Work task:
Only one stretch of the records below should be repeated. It starts with the line containing "use rill_buffer::TupleBuffer;" and goes on through the line containing "let c = builder.add_pipeline(PassThrough);", exactly as written.

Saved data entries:
impl ExecutableQueryPlan {
    pub fn builder(query_id: QueryId, sub_plan_id: SubPlanId) -> QueryPlanBuilder {
        QueryPlanBuilder {
            query_id,
            sub_plan_id,
            pipelines: Vec::new(),
            sources: Vec::new(),
            sink_partitions: Vec::new(),
            fixed_pools: Vec::new(),
        }
    }

    pub fn query_id(&self) -> QueryId {
        self.query_id
    }

    pub fn sub_plan_id(&self) -> SubPlanId {
        self.sub_plan_id
    }

    pub fn status(&self) -> ExecutionStatus {
        ExecutionStatus::from_u8(self.status.load(Ordering::Acquire))
    }

    fn transition(&self, from: ExecutionStatus, to: ExecutionStatus) -> Result<(), RuntimeError> {
        self.status
            .compare_exchange(from as u8, to as u8, Ordering::AcqRel, Ordering::Acquire)
            .map(|_| debug!(query = %self.query_id, sub_plan = %self.sub_plan_id, ?from, ?to, "plan transition"))
            .map_err(|actual| RuntimeError::InvalidTransition {
                from: ExecutionStatus::from_u8(actual),
                to,
            })
    }

    /// Deploy: run `setup` on every stage. Leaves no partial state behind
    /// on failure; the plan stays `Created` and can be dropped.
    pub(crate) fn setup(&self) -> Result<(), RuntimeError> {
        if self.status() != ExecutionStatus::Created {
            return Err(RuntimeError::InvalidTransition {
                from: self.status(),
                to: ExecutionStatus::Deployed,
            });
        }
        for pipeline in &self.pipelines {
            pipeline.stage().setup().map_err(|error| {
                RuntimeError::QueryFailed {
                    query_id: self.query_id,
                    error,
                }
            })?;
        }
        self.transition(ExecutionStatus::Created, ExecutionStatus::Deployed)
    }

    pub(crate) fn start(&self) -> Result<(), RuntimeError> {
        self.transition(ExecutionStatus::Deployed, ExecutionStatus::Running)
    }

    pub(crate) fn destroy(&self) -> Result<(), RuntimeError> {
        let from = self.status();
        if !matches!(
            from,
            ExecutionStatus::Deployed | ExecutionStatus::Stopped | ExecutionStatus::ErrorState
        ) {
            return Err(RuntimeError::InvalidTransition {
                from,
                to: ExecutionStatus::Destroyed,
            });
        }
        for pipeline in &self.pipelines {
            if let Err(error) = pipeline.stage().shutdown() {
                warn!(query = %self.query_id, %error, "stage shutdown failed");
            }
        }
        self.transition(from, ExecutionStatus::Destroyed)
    }

    /// A stage failed: record the first error, move to `ErrorState` and
    /// cancel outstanding work of this plan only.
    pub(crate) fn fail(&self, error: StageError) {
        {
            let mut first = self.first_error.lock();
            if first.is_none() {
                *first = Some(error.clone());
            }
        }
        if self.transition(ExecutionStatus::Running, ExecutionStatus::ErrorState).is_ok() {
            warn!(query = %self.query_id, sub_plan = %self.sub_plan_id, %error, "plan entered error state");
        }
        self.cancelled.store(true, Ordering::Release);
    }

    pub fn first_error(&self) -> Option<StageError> {
        self.first_error.lock().clone()
    }

    pub fn is_running(&self) -> bool {
        self.status() == ExecutionStatus::Running
    }

    pub(crate) fn cancel(&self) {
        self.cancelled.store(true, Ordering::Release);
    }

    /// Cancellation flag observed by stages and sources between task
    /// boundaries; mid-execute work is never interrupted.
    pub fn is_cancelled(&self) -> bool {
        self.cancelled.load(Ordering::Acquire)
    }

    pub(crate) fn request_soft_stop(&self) {
        self.soft_stop.store(true, Ordering::Release);
    }

    pub fn soft_stop_requested(&self) -> bool {
        self.soft_stop.load(Ordering::Acquire)
    }

    pub(crate) fn inflight_inc(&self) {
        self.inflight.fetch_add(1, Ordering::AcqRel);
    }

    pub(crate) fn inflight_dec(&self) {
        self.inflight.fetch_sub(1, Ordering::AcqRel);
    }

    pub(crate) fn source_done(&self) {
        self.active_sources.fetch_sub(1, Ordering::AcqRel);
    }

    /// All sources done, nothing inflight, drain not yet requested.
    pub(crate) fn ready_to_drain(&self) -> bool {
        matches!(
            self.status(),
            ExecutionStatus::Running | ExecutionStatus::ErrorState
        ) && self.active_sources.load(Ordering::Acquire) == 0
            && self.inflight.load(Ordering::Acquire) == 0
            && !self.drain_requested.load(Ordering::Acquire)
    }

    pub(crate) fn request_drain(&self) -> bool {
        !self.drain_requested.swap(true, Ordering::AcqRel)
    }

    /// The flush cascade must run exactly once.
    pub(crate) fn claim_drain(&self) -> bool {
        !self.drained.swap(true, Ordering::AcqRel)
    }

    /// Quiesced: move a running plan to `Stopped` and wake completion
    /// waiters. An errored plan keeps `ErrorState`.
    pub(crate) fn mark_finished(&self) {
        let _ = self.transition(ExecutionStatus::Running, ExecutionStatus::Stopped);
        let mut done = self.done.lock();
        *done = true;
        self.done_cv.notify_all();
    }

    /// Wait until the plan quiesced (drained and stopped, or errored and
    /// drained). Returns false on timeout.
    pub fn wait_completed(&self, timeout: Duration) -> bool {
        let deadline = std::time::Instant::now() + timeout;
        let mut done = self.done.lock();
        while !*done {
            if self.done_cv.wait_until(&mut done, deadline).timed_out() {
                return *done;
            }
        }
        true
    }

    pub(crate) fn attach_statistics(&self, statistics: Arc<QueryStatistics>) {
        let _ = self.statistics.set(statistics);
    }

    pub(crate) fn statistics(&self) -> Option<&Arc<QueryStatistics>> {
        self.statistics.get()
    }

    pub fn statistics_snapshot(&self) -> StatisticsSnapshot {
        self.statistics
            .get()
            .map(|s| s.snapshot())
            .unwrap_or_default()
    }

    pub(crate) fn pipeline(&self, index: usize) -> &Pipeline {
        &self.pipelines[index]
    }

    pub fn pipelines(&self) -> &[Pipeline] {
        &self.pipelines
    }

    pub(crate) fn flush_order(&self) -> &[usize] {
        &self.flush_order
    }

    pub(crate) fn sources(&self) -> &[SourceSlot] {
        &self.sources
    }

    pub(crate) fn sink_partitions(&self) -> &[Partition] {
        &self.sink_partitions
    }

    /// Available buffers summed over the plan's fixed source pools.
    pub(crate) fn fixed_pool_available(&self) -> u64 {
        self.fixed_pools
            .iter()
            .map(|p| p.available_buffers() as u64)
            .sum()
    }
}

impl fmt::Debug for ExecutableQueryPlan {
    fn fmt(&self, f: &mut fmt::Formatter<'_>) -> fmt::Result {
        f.debug_struct("ExecutableQueryPlan")
            .field("query_id", &self.query_id)
            .field("sub_plan_id", &self.sub_plan_id)
            .field("status", &self.status())
            .field("pipelines", &self.pipelines.len())
            .field("sources", &self.sources.len())
            .finish()
    }
}

/// Assembles a plan; pipelines are added in any order, edges must form a
/// DAG.
pub struct QueryPlanBuilder {
    query_id: QueryId,
    sub_plan_id: SubPlanId,
    pipelines: Vec<Pipeline>,
    sources: Vec<SourceSlot>,
    sink_partitions: Vec<Partition>,
    fixed_pools: Vec<FixedSizeBufferPool>,
}

impl QueryPlanBuilder {
    /// Add a pipeline and return its index in the plan's pipeline table.
    pub fn add_pipeline<S>(&mut self, stage: S) -> usize
    where
        S: PipelineStage + 'static,
    {
        let id = self.pipelines.len();
        self.pipelines.push(Pipeline::new(id, Box::new(stage)));
        id
    }

    /// Terminal pipeline wrapping a sink.
    pub fn add_sink(&mut self, sink: Arc<dyn Sink>) -> usize {
        self.add_pipeline(SinkStage::new(sink))
    }

    /// Terminal network sink; its partition is remembered so workers can
    /// close their channels at teardown.
    pub fn add_network_sink(&mut self, sink: crate::sink::NetworkSink) -> usize {
        self.sink_partitions.push(sink.partition());
        self.add_pipeline(SinkStage::new(Arc::new(sink)))
    }

    /// Edge from `from` to `to`; `to` receives every buffer `from` emits.
    ///
    /// # Panics
    /// On unknown indices.
    pub fn connect(&mut self, from: usize, to: usize) {
        assert!(from < self.pipelines.len() && to < self.pipelines.len());
        self.pipelines[from].add_successor(to);
    }

    /// Attach a thread driven source feeding `target`.
    pub fn add_source<S>(&mut self, source: S, target: usize)
    where
        S: DataSource + 'static,
    {
        assert!(target < self.pipelines.len(), "unknown target pipeline");
        if let Some(pool) = source.fixed_pool() {
            self.fixed_pools.push(pool.clone());
        }
        self.sources.push(SourceSlot::Thread {
            source: Mutex::new(Some(Box::new(source))),
            target,
            finished: AtomicBool::new(false),
        });
    }

    /// Attach a network source consuming `partition` and feeding `target`.
    pub fn add_network_source(&mut self, partition: Partition, target: usize) {
        assert!(target < self.pipelines.len(), "unknown target pipeline");
        self.sources.push(SourceSlot::Network {
            partition,
            target,
            finished: AtomicBool::new(false),
        });
    }

    /// # Panics
    /// When the plan has no source or the pipeline graph has a cycle.
    pub fn build(self) -> Arc<ExecutableQueryPlan> {
        assert!(!self.sources.is_empty(), "plan needs at least one source");
        let flush_order = topological_order(&self.pipelines);
        let active = self.sources.len();
        Arc::new(ExecutableQueryPlan {
            query_id: self.query_id,
            sub_plan_id: self.sub_plan_id,
            pipelines: self.pipelines,
            flush_order,
            sources: self.sources,
            sink_partitions: self.sink_partitions,
            fixed_pools: self.fixed_pools,
            status: AtomicU8::new(ExecutionStatus::Created as u8),
            cancelled: AtomicBool::new(false),
            soft_stop: AtomicBool::new(false),
            active_sources: AtomicUsize::new(active),
            inflight: AtomicUsize::new(0),
            drain_requested: AtomicBool::new(false),
            drained: AtomicBool::new(false),
            first_error: Mutex::new(None),
            statistics: OnceLock::new(),
            done: Mutex::new(false),
            done_cv: Condvar::new(),
        })
    }
}

fn topological_order(pipelines: &[Pipeline]) -> Vec<usize> {
    let mut indegree = vec![0usize; pipelines.len()];
    for pipeline in pipelines {
        for &succ in pipeline.successors() {
            indegree[succ] += 1;
        }
    }
    let mut queue: Vec<usize> = indegree
        .iter()
        .enumerate()
        .filter(|&(_, &d)| d == 0)
        .map(|(i, _)| i)
        .collect();
    let mut order = Vec::with_capacity(pipelines.len());
    while let Some(idx) = queue.pop() {
        order.push(idx);
        for &succ in pipelines[idx].successors() {
            indegree[succ] -= 1;
            if indegree[succ] == 0 {
                queue.push(succ);
            }
        }
    }
    assert_eq!(order.len(), pipelines.len(), "pipeline graph must be acyclic");
    order
}

#[cfg(test)]
mod test {
    use rill_buffer::TupleBuffer;

    use crate::stage::{ExecutionResult, PipelineContext, PipelineStage};
    use crate::worker::WorkerContext;

    use super::*;

    struct PassThrough;

    impl PipelineStage for PassThrough {
        fn execute(
            &self,
            buffer: TupleBuffer,
            ctx: &mut dyn PipelineContext,
            _worker: &mut WorkerContext,
        ) -> ExecutionResult {
            ctx.emit_buffer(buffer);
            ExecutionResult::Ok
        }
    }

    struct NeverCalled;

    impl crate::source::DataSource for NeverCalled {
        fn receive(
            &mut self,
            _control: &crate::source::SourceControl,
        ) -> Result<Option<TupleBuffer>, crate::error::RuntimeError> {
            Ok(None)
        }
    }

    fn diamond_plan() -> Arc<ExecutableQueryPlan> {
        let mut builder = ExecutableQueryPlan::builder(QueryId::new(1), SubPlanId::new(0));
        let a = builder.add_pipeline(PassThrough);
        let b = builder.add_pipeline(PassThrough);
        let c = builder.add_pipeline(PassThrough);
        let d = builder.add_pipeline(PassThrough);
        builder.connect(a, b);
        builder.connect(a, c);
        builder.connect(b, d);
        builder.connect(c, d);
        builder.add_source(NeverCalled, a);
        builder.build()
    }

    #[test]
    fn flush_order_is_topological() {
        let plan = diamond_plan();
        let order = plan.flush_order();
        let pos = |i: usize| order.iter().position(|&x| x == i).unwrap();
        assert!(pos(0) < pos(1));
        assert!(pos(0) < pos(2));
        assert!(pos(1) < pos(3));
        assert!(pos(2) < pos(3));
    }

    #[test]
    fn lifecycle_transitions() {
        let plan = diamond_plan();
        assert_eq!(plan.status(), ExecutionStatus::Created);
        plan.setup().unwrap();
        assert_eq!(plan.status(), ExecutionStatus::Deployed);
        assert!(plan.start().is_ok());
        assert!(matches!(
            plan.start(),
            Err(RuntimeError::InvalidTransition { .. })
        ));
        plan.fail(StageError::new(9, "boom"));
        assert_eq!(plan.status(), ExecutionStatus::ErrorState);
        assert!(plan.is_cancelled());
        plan.destroy().unwrap();
        assert_eq!(plan.status(), ExecutionStatus::Destroyed);
    }

    #[test]
    fn destroy_requires_stop() {
        let plan = diamond_plan();
        plan.setup().unwrap();
        plan.start().unwrap();
        assert!(matches!(
            plan.destroy(),
            Err(RuntimeError::InvalidTransition { .. })
        ));
    }
}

Task solution:
    use rill_buffer::TupleBuffer;

    use crate::stage::{ExecutionResult, PipelineContext, PipelineStage};
    use crate::worker::WorkerContext;

    use super::*;

    struct PassThrough;

    impl PipelineStage for PassThrough {
        fn execute(
            &self,
            buffer: TupleBuffer,
            ctx: &mut dyn PipelineContext,
            _worker: &mut WorkerContext,
        ) -> ExecutionResult {
            ctx.emit_buffer(buffer);
            ExecutionResult::Ok
        }
    }

    struct NeverCalled;

    impl crate::source::DataSource for NeverCalled {
        fn receive(
            &mut self,
            _control: &crate::source::SourceControl,
        ) -> Result<Option<TupleBuffer>, crate::error::RuntimeError> {
            Ok(None)
        }
    }

    fn diamond_plan() -> Arc<ExecutableQueryPlan> {
        let mut builder = ExecutableQueryPlan::builder(QueryId::new(1), SubPlanId::new(0));
        let a = builder.add_pipeline(PassThrough);
        let b = builder.add_pipeline(PassThrough);
        let c = builder.add_pipeline(PassThrough);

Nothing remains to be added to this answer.